Hundreds of thousands of Oregonians are owed hundreds of millions of dollars altogether, though the department hasn’t provided a specific estimate of what it owes. The department is “pretty confident” the money will start going out sometime in the next week, David Gerstenfeld, the employment department’s acting director, said on his regular media call Wednesday.

The money compensates people for their first week they are out of a job, a period not usually covered by unemployment insurance. Congress funded an exception to blunt the pandemic’s economic impact.

Recipients won’t need to do anything additional to receive their money and most should see their benefits through normal payment channels within a few days once payments start going out, according to Gerstenfeld.

About a quarter of those who are eligible for payments – including those who were receiving extended benefits, or those whose employers participated in Oregon’s Work Share program, may have to wait until the end of December for their money. A few with complicated claims may have to wait until sometime in January, but Gerstenfeld said they will still receive their full benefits.

(Self-employed workers who received benefits through the new Pandemic Unemployment Assistance program didn’t have a waiting week for their money.)

Last spring, the employment department resisted paying the waiting week benefits and would not commit to ever distributing the federal money to Oregon workers. Gov. Kate Brown reversed course under pressure from the state’s congressional delegation in April, but it’s taken seven additional months for the department to adapt its computers to pay the benefits.
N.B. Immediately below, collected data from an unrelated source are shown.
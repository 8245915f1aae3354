//! Command-line and environment configuration.

use anyhow::{Context, Result};
use clap::{Parser, ValueEnum};
use std::path::PathBuf;
use std::sync::Arc;
use std::time::Duration;

use site_ranker::embedders::DEFAULT_EMBEDDING_MODEL;
use site_ranker::{
    shared_embedder, EmbedError, Embedder, EmbeddingCredentials, HashingEmbedder,
    OpenAiEmbedder, RankConfig,
};

/// Embedding backend choice.
#[derive(Debug, Clone, Copy, PartialEq, Eq, ValueEnum)]
pub enum Backend {
    /// Local feature-hashing embedder (no network)
    Hashing,
    /// OpenAI embeddings API (needs OPENAI_API_KEY)
    Openai,
}

#[derive(Debug, Parser)]
#[command(name = "site-rank")]
#[command(about = "Rank websites by relevance to a product and its audience")]
#[command(version)]
pub struct Cli {
    /// File with one domain per line
    #[arg(short, long, env = "SITES_FILE", default_value = "sites.txt")]
    pub sites: PathBuf,

    /// Product description
    #[arg(short, long, env = "PRODUCT")]
    pub product: String,

    /// Target audience description
    #[arg(short, long, env = "AUDIENCE")]
    pub audience: String,

    /// Where to write the CSV report
    #[arg(short, long, env = "OUTPUT_FILE", default_value = "results.csv")]
    pub output: PathBuf,

    /// Skip writing the CSV report
    #[arg(long)]
    pub no_csv: bool,

    /// Embedding backend
    #[arg(long, env = "EMBEDDING_BACKEND", value_enum, default_value_t = Backend::Hashing)]
    pub backend: Backend,

    /// Embedding model (OpenAI backend)
    #[arg(long, env = "EMBEDDING_MODEL", default_value = DEFAULT_EMBEDDING_MODEL)]
    pub model: String,

    /// OpenAI API key
    #[arg(long, env = "OPENAI_API_KEY", hide_env_values = true)]
    pub openai_api_key: Option<String>,

    /// Maximum candidate links per domain
    #[arg(long, default_value_t = 30)]
    pub max_links: usize,

    /// Maximum characters of text per page
    #[arg(long, default_value_t = 3000)]
    pub max_chars: usize,

    /// Per-request timeout in milliseconds
    #[arg(long, default_value_t = 5000)]
    pub timeout_ms: u64,

    /// Minimum spacing between requests to one host, in milliseconds
    #[arg(long, default_value_t = 500)]
    pub host_delay_ms: u64,

    /// Domains evaluated at once
    #[arg(short = 'j', long, default_value_t = 1)]
    pub concurrency: usize,

    /// Only print the top N rows
    #[arg(long)]
    pub top: Option<usize>,

    /// Hide the progress line
    #[arg(short, long)]
    pub quiet: bool,
}

impl Cli {
    /// Library config from the command line.
    pub fn rank_config(&self) -> RankConfig {
        RankConfig::default()
            .with_max_links(self.max_links)
            .with_max_text_chars(self.max_chars)
            .with_request_timeout(Duration::from_millis(self.timeout_ms))
            .with_host_delay(Duration::from_millis(self.host_delay_ms))
            .with_domain_concurrency(self.concurrency)
    }

    /// Initialise the process-wide embedder for the chosen backend.
    pub async fn embedder(&self) -> Result<Arc<dyn Embedder>> {
        let backend = self.backend;
        let model = self.model.clone();
        let api_key = self.openai_api_key.clone();

        shared_embedder(|| async move {
            match backend {
                Backend::Hashing => Ok(Arc::new(HashingEmbedder::new()) as Arc<dyn Embedder>),
                Backend::Openai => {
                    let key = api_key
                        .ok_or_else(|| EmbedError::Config("OPENAI_API_KEY not set".into()))?;
                    let embedder =
                        OpenAiEmbedder::from_credentials(EmbeddingCredentials::new(key, model))?;
                    Ok(Arc::new(embedder) as Arc<dyn Embedder>)
                }
            }
        })
        .await
        .context("Failed to initialise embedding model")
    }
}

#[cfg(test)]
mod tests {
    use super::*;

    #[test]
    fn test_parse_defaults() {
        let cli = Cli::try_parse_from([
            "site-rank",
            "--product",
            "Luxury watches",
            "--audience",
            "Affluent men 35+",
        ])
        .unwrap();

        assert_eq!(cli.product, "Luxury watches");
        assert_eq!(cli.max_links, 30);

        let config = cli.rank_config();
        assert_eq!(config.max_text_chars, 3000);
        assert_eq!(config.request_timeout(), Duration::from_secs(5));
        assert_eq!(config.host_delay(), Duration::from_millis(500));
        assert_eq!(config.domain_concurrency, 1);
    }

    #[test]
    fn test_parse_overrides() {
        let cli = Cli::try_parse_from([
            "site-rank",
            "-p",
            "watches",
            "-a",
            "men",
            "--backend",
            "openai",
            "-j",
            "0",
            "--top",
            "5",
        ])
        .unwrap();

        assert_eq!(cli.backend, Backend::Openai);
        assert_eq!(cli.top, Some(5));
        assert_eq!(cli.rank_config().domain_concurrency, 1);
    }
}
Oregon has already paid out more than $5.6 billion in benefits since March, more in the last eight months than the prior nine years combined. The waiting week money will hit Oregonians’ bank accounts as the state girds for another economic blow from the pandemic.

On Wednesday, the state entered a two-week “freeze” that shuts down dine-in restaurant service and closes gyms in hopes of containing an unprecedented surge in coronavirus infections. (The freeze lasts for at least four weeks in Multnomah County, where infection rates are especially severe.)
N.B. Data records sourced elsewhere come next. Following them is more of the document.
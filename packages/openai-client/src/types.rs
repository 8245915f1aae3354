//! OpenAI API request and response types.

use serde::{Deserialize, Serialize};

// =============================================================================
// Embeddings
// =============================================================================

/// Embedding input: one text or a batch.
#[derive(Debug, Clone, PartialEq, Serialize)]
#[serde(untagged)]
pub enum EmbeddingInput {
    Single(String),
    Batch(Vec<String>),
}

/// Embedding request.
#[derive(Debug, Clone, Serialize)]
pub struct EmbeddingRequest {
    /// Model to use (e.g., "text-embedding-3-small")
    pub model: String,

    /// Text to embed
    pub input: EmbeddingInput,

    /// Output dimension (text-embedding-3 models only)
    #[serde(skip_serializing_if = "Option::is_none")]
    pub dimensions: Option<u32>,
}

impl EmbeddingRequest {
    /// Request a single embedding.
    pub fn single(model: impl Into<String>, text: impl Into<String>) -> Self {
        Self {
            model: model.into(),
            input: EmbeddingInput::Single(text.into()),
            dimensions: None,
        }
    }

    /// Request embeddings for several texts in one call.
    pub fn batch(model: impl Into<String>, texts: &[&str]) -> Self {
        Self {
            model: model.into(),
            input: EmbeddingInput::Batch(texts.iter().map(|t| t.to_string()).collect()),
            dimensions: None,
        }
    }

    /// Set the output dimension.
    pub fn dimensions(mut self, dimensions: u32) -> Self {
        self.dimensions = Some(dimensions);
        self
    }
}

/// Embedding response.
#[derive(Debug, Deserialize)]
pub struct EmbeddingResponse {
    pub data: Vec<EmbeddingData>,

    #[serde(default)]
    pub model: Option<String>,
}

#[derive(Debug, Deserialize)]
pub struct EmbeddingData {
    /// Position of the input this vector belongs to
    #[serde(default)]
    pub index: usize,

    pub embedding: Vec<f32>,
}

impl EmbeddingResponse {
    /// Vectors in input order.
    ///
    /// The API documents `data` as ordered, but each entry carries its own
    /// index, so order by it.
    pub fn into_ordered_vectors(mut self) -> Vec<Vec<f32>> {
        self.data.sort_by_key(|d| d.index);
        self.data.into_iter().map(|d| d.embedding).collect()
    }
}

/// API error envelope.
#[derive(Debug, Deserialize)]
pub(crate) struct ErrorEnvelope {
    pub error: ErrorBody,
}

#[derive(Debug, Deserialize)]
pub(crate) struct ErrorBody {
    pub message: String,
}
The employment department projects the freeze could impact about 51,000 Oregonians’ jobs, though Gerstenfeld said at least some of those people were only working part time and were already receiving benefits as a result.

Others who are returning to the jobless rolls will have to restart their claims, which has been a fraught process throughout the pandemic. The department’s phone lines remain jammed, as they have been since March, so Gerstenfeld advised workers who have trouble with restarting their claim to use the department’s “Contact us” form to notify the department.

Oregon failed in the early months of the pandemic to pay hundreds of thousands of workers’ jobless claims, and even now tens of thousands are still waiting for their benefits. There are 22,300 claims stuck in a bureaucratic process called adjudication to confirm eligibility.

That adjudication backlog is down by more than half since the end of September and at the current pace the department is on pace to clear those claims by Christmas Eve. There are tens of thousands of other unresolved claims, though, including some that may need adjudication.

Further, two key federal unemployment benefits programs are due to expire on the day after Christmas – the PUA program for self-employed workers and a 13-week extension of benefits eligibility for regular claims.

A divided Congress has given no indication it will vote to extend those programs or provide other pandemic aid this year. So thousands of other jobless Oregonians could have their benefits severely reduced, or eliminated, as the resurgent pandemic bears down.

Note: The Oregonian furloughed its journalists for a week earlier in the pandemic. They, like other furloughed Oregonians, qualify for waiting week payments.